Peter Kalchthaler spitzt noch schnell den Stock, auf dem er später die Scheiben aus Buchenholz aufspießen wird. Wem seine Scheiben gelten sollen, weiß er noch nicht. Seit über vierzig Jahren ist er dabei, mittlerweile, meint er, verstehe er sich darauf zu improvisieren. Dann wird er von anderen Zunftmitgliedern zum Feuer gerufen. Obwohl die Fasnet vorbei ist, haben die Fasnetrufer noch einmal eine närrische Anfangszeit veranschlagt. Um 20.11 Uhr wird das große Feuer entfacht, über den Scheithaufen ragt eine Strohpuppe mit rotem Schopf. "Das gehört nicht unbedingt zum Scheibenschlagen dazu. Aber wir haben die Hexe als Symbol für den Winter genommen, der jetzt endgültig vertrieben werden soll", erklärt Kalchthaler.

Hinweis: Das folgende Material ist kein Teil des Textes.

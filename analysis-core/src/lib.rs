//! wearwatch core - equipment work-time degradation analysis
//!
//! Per taxonomy leaf: a least-squares trend over the full history and a
//! 0..1 anomaly score per measurement, calibrated against a user-chosen
//! baseline window.

pub mod constants;
pub mod logic;

pub use logic::baseline::{select_baseline, validate_definition, ModelDefinition};
pub use logic::engine::{AnalysisEngine, EngineConfig, RunReport, RunStage};
pub use logic::error::{AnalysisError, Result, StoreError};
pub use logic::features::{create_feature_builder, registry_info, FeatureBuilder, FeatureConfig, FeatureSpec};
pub use logic::model::{train_and_score, AnomalyParams, Contamination};
pub use logic::records::{parse_timestamp, Measurement, NodeId};
pub use logic::store::{
    AnomalyResult, DataStore, MemoryDataStore, MemoryResultStore, ResultStore, SqliteDataStore,
    SqliteResultStore, TrendResult,
};
pub use logic::taxonomy::{collect_leaves, TaxonomyNode};
pub use logic::trend::{compute_trend, TrendFit};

Das laue Wetter hat etliche Zuschauer auf den Hirzberg gelockt. Unter ihnen auch Anne Paffner. Die gebürtige Freiburgerin hatte sich bisher immer davor gedrückt, ihre Freunde zum Scheibenschlagen zu begleiten. "Ich bin kein Fan der Fasnet und dachte, dass ich hier auch fehl am Platz bin. Ein bisschen makaber ist das auch schon", sagt sie mit kritischem Blick auf die Hexenpuppe, deren Beine gerade in Flammen aufgehen. Trotzdem rückt sie dankbar näher an das wärmende Feuer und wird ruhig, denn das Spektakel beginnt.

"Schiebi, Schiebo, wem soll min Schiiebe goh?", ertönt es. Immer zwei der Fasnetrufer stehen an den Böcken, schwingen ihre Scheiben über dem Kopf und verlesen ihre Sprüche, mit denen die brennenden Scheiben jemandem gewidmet werden. Die Jüngeren sind dazu übergegangen, ihre Widmungen im Smartphone zu speichern und ernten dafür den Spott der Älteren.

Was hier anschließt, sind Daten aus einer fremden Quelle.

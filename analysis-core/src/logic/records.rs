//! Work-time measurements and timestamp normalisation
//!
//! All timestamps inside the engine are `NaiveDateTime`. Offsets are dropped
//! at the boundary (wall-clock time is kept, not converted to UTC).

use chrono::{DateTime, NaiveDate, NaiveDateTime};
use serde::{Deserialize, Serialize};

use crate::constants::TIMESTAMP_FORMAT;
use super::error::{AnalysisError, Result};

/// Taxonomy node identifier
pub type NodeId = i64;

/// One work-time sample for a taxonomy node.
///
/// At most one measurement exists per (node, timestamp); later writes win.
#[derive(Debug, Clone, PartialEq, Serialize, Deserialize)]
pub struct Measurement {
    pub category_id: NodeId,
    pub work_time: f64,
    pub recorded_at: NaiveDateTime,
}

impl Measurement {
    pub fn new(category_id: NodeId, work_time: f64, recorded_at: NaiveDateTime) -> Self {
        Self { category_id, work_time, recorded_at }
    }
}

/// Sort measurements ascending by timestamp (stable)
pub fn sort_by_time(records: &mut [Measurement]) {
    records.sort_by_key(|r| r.recorded_at);
}

/// Parse a timestamp string into the engine's naive representation.
///
/// Accepts RFC 3339 (offset dropped), `YYYY-MM-DDTHH:MM:SS[.f]`,
/// `YYYY-MM-DD HH:MM:SS[.f]` and bare `YYYY-MM-DD` (midnight).
pub fn parse_timestamp(raw: &str) -> Result<NaiveDateTime> {
    let s = raw.trim();

    if let Ok(dt) = DateTime::parse_from_rfc3339(s) {
        return Ok(dt.naive_local());
    }

    for fmt in ["%Y-%m-%dT%H:%M:%S%.f", "%Y-%m-%d %H:%M:%S%.f", "%Y-%m-%dT%H:%M"] {
        if let Ok(dt) = NaiveDateTime::parse_from_str(s, fmt) {
            return Ok(dt);
        }
    }

    if let Ok(date) = NaiveDate::parse_from_str(s, "%Y-%m-%d") {
        if let Some(dt) = date.and_hms_opt(0, 0, 0) {
            return Ok(dt);
        }
    }

    Err(AnalysisError::InvalidTimestamp(raw.to_string()))
}

/// Format a timestamp the way the SQLite stores persist it
pub fn format_timestamp(ts: &NaiveDateTime) -> String {
    ts.format(TIMESTAMP_FORMAT).to_string()
}

/// Serde adapter accepting any format understood by [`parse_timestamp`].
///
/// Use with `#[serde(with = "flexible_timestamp")]` on request payloads.
pub mod flexible_timestamp {
    use chrono::NaiveDateTime;
    use serde::{Deserialize, Deserializer, Serializer};

    pub fn serialize<S: Serializer>(ts: &NaiveDateTime, serializer: S) -> Result<S::Ok, S::Error> {
        serializer.serialize_str(&super::format_timestamp(ts))
    }

    pub fn deserialize<'de, D: Deserializer<'de>>(deserializer: D) -> Result<NaiveDateTime, D::Error> {
        let raw = String::deserialize(deserializer)?;
        super::parse_timestamp(&raw).map_err(serde::de::Error::custom)
    }
}

/// Same as [`flexible_timestamp`] for `Vec<NaiveDateTime>` fields
pub mod flexible_timestamp_vec {
    use chrono::NaiveDateTime;
    use serde::{Deserialize, Deserializer, Serializer, ser::SerializeSeq};

    pub fn serialize<S: Serializer>(items: &[NaiveDateTime], serializer: S) -> Result<S::Ok, S::Error> {
        let mut seq = serializer.serialize_seq(Some(items.len()))?;
        for ts in items {
            seq.serialize_element(&super::format_timestamp(ts))?;
        }
        seq.end()
    }

    pub fn deserialize<'de, D: Deserializer<'de>>(deserializer: D) -> Result<Vec<NaiveDateTime>, D::Error> {
        let raw = Vec::<String>::deserialize(deserializer)?;
        raw.iter()
            .map(|s| super::parse_timestamp(s).map_err(serde::de::Error::custom))
            .collect()
    }
}

#[cfg(test)]
mod tests {
    use super::*;

    fn at(y: i32, m: u32, d: u32, h: u32) -> NaiveDateTime {
        NaiveDate::from_ymd_opt(y, m, d).unwrap().and_hms_opt(h, 0, 0).unwrap()
    }

    #[test]
    fn test_offset_is_dropped_not_converted() {
        let ts = parse_timestamp("2025-01-01T09:00:00+09:00").unwrap();
        assert_eq!(ts, at(2025, 1, 1, 9));
    }

    #[test]
    fn test_naive_and_date_only_forms() {
        assert_eq!(parse_timestamp("2025-03-01T12:00:00").unwrap(), at(2025, 3, 1, 12));
        assert_eq!(parse_timestamp("2025-03-01 12:00:00").unwrap(), at(2025, 3, 1, 12));
        assert_eq!(parse_timestamp("2025-03-01").unwrap(), at(2025, 3, 1, 0));
        assert_eq!(parse_timestamp("2025-03-01T00:00:00Z").unwrap(), at(2025, 3, 1, 0));
    }

    #[test]
    fn test_garbage_rejected() {
        assert!(matches!(
            parse_timestamp("yesterday"),
            Err(AnalysisError::InvalidTimestamp(_))
        ));
    }

    #[test]
    fn test_format_is_sortable() {
        let a = format_timestamp(&at(2025, 1, 2, 3));
        let b = format_timestamp(&at(2025, 11, 1, 0));
        assert!(a < b);
        assert_eq!(parse_timestamp(&a).unwrap(), at(2025, 1, 2, 3));
    }

    #[test]
    fn test_sort_by_time() {
        let mut records = vec![
            Measurement::new(1, 30.0, at(2025, 3, 1, 0)),
            Measurement::new(1, 10.0, at(2025, 1, 1, 0)),
            Measurement::new(1, 20.0, at(2025, 2, 1, 0)),
        ];
        sort_by_time(&mut records);
        let values: Vec<f64> = records.iter().map(|r| r.work_time).collect();
        assert_eq!(values, vec![10.0, 20.0, 30.0]);
    }
}
//! Health check handler

use axum::Json;
use serde::Serialize;

#[derive(Serialize)]
pub struct HealthResponse {
    status: &'static str,
    version: &'static str,
    timestamp: i64,
}

pub async fn check() -> Json<HealthResponse> {
    Json(HealthResponse {
        status: "ok",
        version: env!("CARGO_PKG_VERSION"),
        timestamp: chrono::Utc::now().timestamp(),
    })
}
//! Analysis results handler

use axum::{extract::{Path, State}, Json};

use wearwatch_core::NodeId;

use crate::models::ResultsResponse;
use crate::{AppResult, AppState};
use super::blocking;

/// Trend and per-timestamp scores for a category
pub async fn get(
    State(state): State<AppState>,
    Path(category_id): Path<NodeId>,
) -> AppResult<Json<ResultsResponse>> {
    let store = state.result_store.clone();
    let (trend, anomalies) = blocking(move || {
        Ok((store.get_trend_result(category_id)?, store.get_anomaly_results(category_id)?))
    })
    .await?;

    Ok(Json(ResultsResponse { category_id, trend, anomalies }))
}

Viele nutzen die Gelegenheit ihrer Frau mal wieder ein richtiges Kompliment zu machen. Ebenso wird dem SC Freiburg eine Scheibe gewidmet, dem Oberbürgermeister, dem Erzbischof und dem abwesenden Zunftvogt Alexander Schöpe. Manchmal necken sich die Zünftler gegenseitig – und obwohl die Zuschauer die Anspielungen eigentlich nicht verstehen können, lachen sie mit. Auch Anne Paffner hat sich mittlerweile akklimatisiert: "Das sieht wirklich toll aus. Wie ein kleines Feuerwerk", flüstert sie, während gerade die nächste glühende Scheibe in hohem Bogen durch die Nacht saust.

Jeder Spruch wird mit dem obligatorischen "Und goht se net, so gilt se net" abgeschlossen. Und so müssen sich die Fasnetrufer anstrengen, um das Gesagte unter den kritischen Augen von Zunftmitgliedern und Zuschauern nicht durch einen schlechten Schlag wieder zunichte zu machen. Besonders viel Mühe gibt sich Rainer Frauenhoffer. Aus gutem Grund. Seinen Schlag widmet er seiner Frau, denn: "Am 11.11. in der Nacht, hat sie mich zum Papa gemacht!", ruft er aus schlägt die Scheibe höher und weiter als die Anderen zuvor. Die Zuschauer spenden Beifall. Die zweite Scheibe gilt dann auch gleich seiner kleinen Tochter Anna, die bei der Fasnet die Jüngste im Flecklehäs (Kostüm aus Stoff-Stückchen) war.

Nach einer Dreiviertelstunde ist alles schon wieder vorbei. Einige bleiben noch auf einen Weißwein oder eine Apfelschorle am Feuer, alle gucken zufrieden, besonders Zuschauer Dieter Aster: "Ich bin in keiner Zunft, aber das Scheibenschlagen ist bei mir fest im Kalender eingetragen. Ich komme her, widme im Stillen auch Scheiben denjenigen, die mir am Herzen liegen, und genieße die ausgelassene Atmosphäre."